Utopia rocked small-town US

Persecution or dangerous? Rajneesh's followers sought enlightenment but were seen as a cult and a threat by their neighbours. (Wild Wild Country/ Maclain and Chapman Way/ Netflix)

Persecution or dangerous? Rajneesh's followers sought enlightenment but were seen as a cult and a threat by their neighbours. (Wild Wild Country/ Maclain and Chapman Way/ Netflix)

Osho, also known as Bhagwan Shree Rajneesh, only lived for 58 years. In that time, however, he and his thousands of devotees cut to the heart of the United States’s whiteness and cemented a global spiritual movement that thrives to this day.

The six-episode documentary Wild Wild Country, available on Netflix, deals mostly with the Rajneeshees’ (also known as sannyasins) exodus from Pune, India, to Oregon, US, in the early 1980s and the conflict that erupts as they rapidly develop a city on a rugged, mountainous ranch near the town of Antelope.

It is made by brothers Maclain and Chapman Way, makers of a previous Oregon-set film The Battered Bastards of Baseball.

The sannyasins, constituting the cream of Western society in the form of its intellectuals and educated classes, put their all into the construction of Rajneeshpuram, their city in the middle of nowhere.

Within months, by building dams and rehabilitating the land through their early efforts at organic farming, the water table of the areas around Wasco County rose significantly, boosting the vitality of the surrounding ecosystem.

The Rajneeshees also developed a self-contained attitude to commerce and banking, sustaining their own businesses with a co-operative ethos.
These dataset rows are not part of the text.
use thiserror::Error;

/// Failures raised while talking to the upstream model
#[derive(Debug, Error)]
pub enum LlmError {
    #[error("LLM configuration error: {0}")]
    Configuration(String),

    #[error("Request to the language model failed: {0}")]
    Http(#[from] reqwest::Error),

    #[error("Language model returned {status}: {message}")]
    Api { status: u16, message: String },

    #[error("Response was blocked: {0}")]
    Blocked(String),

    #[error("Malformed response from the language model: {0}")]
    InvalidResponse(String),

    #[error("Response stream interrupted: {0}")]
    Stream(String),
}

impl LlmError {
    /// Short label for log fields.
    pub fn kind(&self) -> &'static str {
        match self {
            LlmError::Configuration(_) => "configuration",
            LlmError::Http(_) => "transport",
            LlmError::Api { .. } => "api",
            LlmError::Blocked(_) => "blocked",
            LlmError::InvalidResponse(_) => "invalid_response",
            LlmError::Stream(_) => "stream",
        }
    }
}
They wore markers of difference — a hippie-like appearance, malas as well as red and indigo uniforms. In a one-horse town of redneck, ultra-conservative retirees, they stuck out, heightening rumours about what went on behind the rugged ridges that constitute the new city of Rajneeshpuram.

An early documentary covered in Wild Wild Country, paints mostly one-dimensional, easily sensationalised scenes of intense, moshpitlike therapy sessions (where rough physical contact was encouraged in controlled settings) and allusions to orgies.

When this earlier roughshod documentary hit the streets, the negative perceptions about the new neighbours were sealed, branding them a neosatanic, sex-crazed cult who spend their time supplicating themselves in front of their mostly silent guru and rolling around in semen.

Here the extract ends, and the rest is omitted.